> _WORK ITEM_
The string "DIAGONALS" appears in some lines of the data. Report how many, with no other words.
------ RECORDS SHOWN
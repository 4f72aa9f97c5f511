//! Game-state orchestration for a chess board shared by a human and either
//! the computer or a second human.
//!
//! [`GameManager`] owns the session. Moves go through the [`applier`], which
//! defers every legality question to an [`arbiter_core::PositionOracle`];
//! the [`opponent`] answers human moves in `cpu` mode after a short delay.

pub mod applier;
pub mod config;
pub mod error;
pub mod manager;
pub mod opponent;
pub mod record;
pub mod schedule;
pub mod snapshot;
pub mod termination;

pub use applier::{apply, Applied, ProposedMove};
pub use config::{Mode, SessionConfig, DEFAULT_OPPONENT_DELAY_MS};
pub use error::{MoveRejected, SessionError, SessionResult};
pub use manager::{GameManager, GameSession, MoveOutcome};
pub use opponent::{MoveSelector, OpponentDriver, RandomSelector};
pub use record::{CaptureLedger, MoveRecord};
pub use schedule::{Clock, FakeClock, PendingTurn, SystemClock};
pub use snapshot::Snapshot;
pub use termination::{evaluate, Termination, REPETITION_LIMIT};
use crate::position::{Position, DIAGONALS, KING_DELTAS, KNIGHT_DELTAS, STRAIGHTS};
use crate::types::{Color, File, Move, PieceType, Square};

/// Generates all legal moves for the side to move.
pub fn generate_legal_moves(position: &Position) -> Vec<Move> {
    let mover = position.side_to_move();
    generate_pseudo_legal_moves(position)
        .into_iter()
        .filter(|&mv| !position.play_unchecked(mv).0.is_side_in_check(mover))
        .collect()
}

/// Generates moves that obey piece movement but may leave the king in check.
fn generate_pseudo_legal_moves(position: &Position) -> Vec<Move> {
    let mut moves = Vec::with_capacity(48);
    let color = position.side_to_move();

    for (from, piece) in position.board().pieces_of(color) {
        match piece.piece_type {
            PieceType::Pawn => generate_pawn_moves(position, from, color, &mut moves),
            PieceType::Knight => {
                generate_step_moves(position, from, color, &KNIGHT_DELTAS, &mut moves)
            }
            PieceType::Bishop => {
                generate_sliding_moves(position, from, color, &DIAGONALS, &mut moves)
            }
            PieceType::Rook => {
                generate_sliding_moves(position, from, color, &STRAIGHTS, &mut moves)
            }
            PieceType::Queen => {
                generate_sliding_moves(position, from, color, &DIAGONALS, &mut moves);
                generate_sliding_moves(position, from, color, &STRAIGHTS, &mut moves);
            }
            PieceType::King => {
                generate_step_moves(position, from, color, &KING_DELTAS, &mut moves);
                generate_castling_moves(position, from, color, &mut moves);
            }
        }
    }

    moves
}

/// Pushes a pawn move, expanding it into all four promotions on the last rank.
fn push_pawn_move(from: Square, to: Square, color: Color, moves: &mut Vec<Move>) {
    if to.rank() == color.promotion_rank() {
        moves.extend(
            PieceType::PROMOTIONS
                .iter()
                .map(|&promotion| Move::new_promotion(from, to, promotion)),
        );
    } else {
        moves.push(Move::new(from, to));
    }
}

fn generate_pawn_moves(position: &Position, from: Square, color: Color, moves: &mut Vec<Move>) {
    let board = position.board();
    let direction = color.pawn_direction();

    if let Some(one) = from.offset(0, direction) {
        if board.is_empty(one) {
            push_pawn_move(from, one, color, moves);

            if from.rank() == color.pawn_rank() {
                if let Some(two) = one.offset(0, direction) {
                    if board.is_empty(two) {
                        moves.push(Move::new(from, two));
                    }
                }
            }
        }
    }

    for df in [-1, 1] {
        let Some(target) = from.offset(df, direction) else {
            continue;
        };
        if board.is_enemy(target, color) {
            push_pawn_move(from, target, color, moves);
        } else if position.en_passant() == Some(target) {
            moves.push(Move::new(from, target));
        }
    }
}

/// Knight and king moves: a single step per delta.
fn generate_step_moves(
    position: &Position,
    from: Square,
    color: Color,
    deltas: &[(i8, i8)],
    moves: &mut Vec<Move>,
) {
    for &(df, dr) in deltas {
        if let Some(to) = from.offset(df, dr) {
            if !position.board().is_color(to, color) {
                moves.push(Move::new(from, to));
            }
        }
    }
}

fn generate_sliding_moves(
    position: &Position,
    from: Square,
    color: Color,
    directions: &[(i8, i8)],
    moves: &mut Vec<Move>,
) {
    let board = position.board();
    for &(df, dr) in directions {
        let mut current = from;
        while let Some(to) = current.offset(df, dr) {
            if board.is_empty(to) {
                moves.push(Move::new(from, to));
            } else {
                if board.is_enemy(to, color) {
                    moves.push(Move::new(from, to));
                }
                break;
            }
            current = to;
        }
    }
}

fn generate_castling_moves(position: &Position, king: Square, color: Color, moves: &mut Vec<Move>) {
    let rights = position.castling().get(color);
    let back_rank = color.back_rank();
    let enemy = color.opponent();

    if !rights.any() || king != Square::new(File::E, back_rank) {
        return;
    }
    if position.is_attacked_by(king, enemy) {
        return;
    }

    let board = position.board();
    let at = |file: File| Square::new(file, back_rank);
    let rook_home = |file: File| {
        board.piece_at(at(file)).is_some_and(|p| {
            p.color == color && p.piece_type == PieceType::Rook
        })
    };

    if rights.kingside && rook_home(File::H) {
        let (f, g) = (at(File::F), at(File::G));
        if board.is_empty(f)
            && board.is_empty(g)
            && !position.is_attacked_by(f, enemy)
            && !position.is_attacked_by(g, enemy)
        {
            moves.push(Move::new(king, g));
        }
    }

    if rights.queenside && rook_home(File::A) {
        let (d, c) = (at(File::D), at(File::C));
        let b = at(File::B);
        if board.is_empty(d)
            && board.is_empty(c)
            && board.is_empty(b)
            && !position.is_attacked_by(d, enemy)
            && !position.is_attacked_by(c, enemy)
        {
            moves.push(Move::new(king, c));
        }
    }
}

/// The side to move is in check and has no legal reply.
pub fn is_checkmate(position: &Position) -> bool {
    position.is_in_check() && generate_legal_moves(position).is_empty()
}

/// The side to move is not in check but has no legal move.
pub fn is_stalemate(position: &Position) -> bool {
    !position.is_in_check() && generate_legal_moves(position).is_empty()
}

#[cfg(test)]
mod tests {
    use super::*;
    use crate::fen::positions;

    fn sq(name: &str) -> Square {
        name.parse().unwrap()
    }

    #[test]
    fn test_starting_position_moves() {
        let moves = generate_legal_moves(&Position::new());
        assert_eq!(moves.len(), 20);
    }

    #[test]
    fn test_kiwipete_moves() {
        let position = Position::from_fen(positions::KIWIPETE).unwrap();
        assert_eq!(generate_legal_moves(&position).len(), 48);
    }

    #[test]
    fn test_pawn_promotion() {
        let position = Position::from_fen("7k/P7/8/8/8/8/8/K7 w - - 0 1").unwrap();
        let moves = generate_legal_moves(&position);

        let pawn_moves: Vec<_> = moves.iter().filter(|m| m.from == sq("a7")).collect();
        assert_eq!(pawn_moves.len(), 4);
        assert!(pawn_moves.iter().all(|m| m.promotion.is_some()));
    }

    #[test]
    fn test_pinned_piece_cannot_move() {
        // the e2 knight is pinned against the king by the e8 rook
        let position = Position::from_fen("4r2k/8/8/8/8/8/4N3/4K3 w - - 0 1").unwrap();
        let moves = generate_legal_moves(&position);
        assert!(moves.iter().all(|m| m.from != sq("e2")));
    }

    #[test]
    fn test_no_castling_through_check() {
        // the f8 rook covers f1
        let position = Position::from_fen("k4r2/8/8/8/8/8/8/4K2R w K - 0 1").unwrap();
        let moves = generate_legal_moves(&position);
        assert!(!moves.contains(&Move::new(sq("e1"), sq("g1"))));
    }

    #[test]
    fn test_castling_available() {
        let position = Position::from_fen("r3k2r/8/8/8/8/8/8/R3K2R w KQkq - 0 1").unwrap();
        let moves = generate_legal_moves(&position);
        assert!(moves.contains(&Move::new(sq("e1"), sq("g1"))));
        assert!(moves.contains(&Move::new(sq("e1"), sq("c1"))));
    }

    #[test]
    fn test_en_passant_generated() {
        let position = Position::from_fen("4k3/8/8/3pP3/8/8/8/4K3 w - d6 0 1").unwrap();
        let moves = generate_legal_moves(&position);
        assert!(moves.contains(&Move::new(sq("e5"), sq("d6"))));
    }

    #[test]
    fn test_checkmate_and_stalemate() {
        // fool's mate
        let mated =
            Position::from_fen("rnb1kbnr/pppp1ppp/8/4p3/6Pq/5P2/PPPPP2P/RNBQKBNR w KQkq - 1 3")
                .unwrap();
        assert!(is_checkmate(&mated));
        assert!(!is_stalemate(&mated));

        let stalemate = Position::from_fen("7k/5Q2/6K1/8/8/8/8/8 b - - 0 1").unwrap();
        assert!(is_stalemate(&stalemate));
        assert!(!is_checkmate(&stalemate));
    }
}
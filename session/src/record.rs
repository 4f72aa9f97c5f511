use arbiter_core::{Color, PieceType};
use serde::Serialize;

/// One applied move, as it appears in the move list.
#[derive(Clone, Debug, Eq, PartialEq, Serialize)]
pub struct MoveRecord {
    /// Standard algebraic notation, e.g. `exd5`.
    pub notation: String,
    /// Coordinate notation, e.g. `e4d5`.
    pub uci: String,
    pub mover: Color,
    pub captured: Option<PieceType>,
}

/// Piece kinds each side has taken, in capture order.
#[derive(Clone, Debug, Default, Eq, PartialEq, Serialize)]
pub struct CaptureLedger {
    white: Vec<PieceType>,
    black: Vec<PieceType>,
}

impl CaptureLedger {
    /// Credits a capture to the side that made it.
    pub fn record(&mut self, capturer: Color, kind: PieceType) {
        match capturer {
            Color::White => self.white.push(kind),
            Color::Black => self.black.push(kind),
        }
    }

    /// Pieces captured *by* `side`.
    pub fn captured_by(&self, side: Color) -> &[PieceType] {
        match side {
            Color::White => &self.white,
            Color::Black => &self.black,
        }
    }

    pub fn total(&self) -> usize {
        self.white.len() + self.black.len()
    }

    pub fn is_empty(&self) -> bool {
        self.total() == 0
    }
}

#[cfg(test)]
mod tests {
    use super::*;

    #[test]
    fn test_capture_goes_to_capturer() {
        let mut ledger = CaptureLedger::default();
        ledger.record(Color::Black, PieceType::Knight);
        ledger.record(Color::Black, PieceType::Pawn);

        assert_eq!(
            ledger.captured_by(Color::Black),
            &[PieceType::Knight, PieceType::Pawn]
        );
        assert!(ledger.captured_by(Color::White).is_empty());
        assert_eq!(ledger.total(), 2);
    }
}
------------
> _ANSWER TO THIS EXERCISE_
3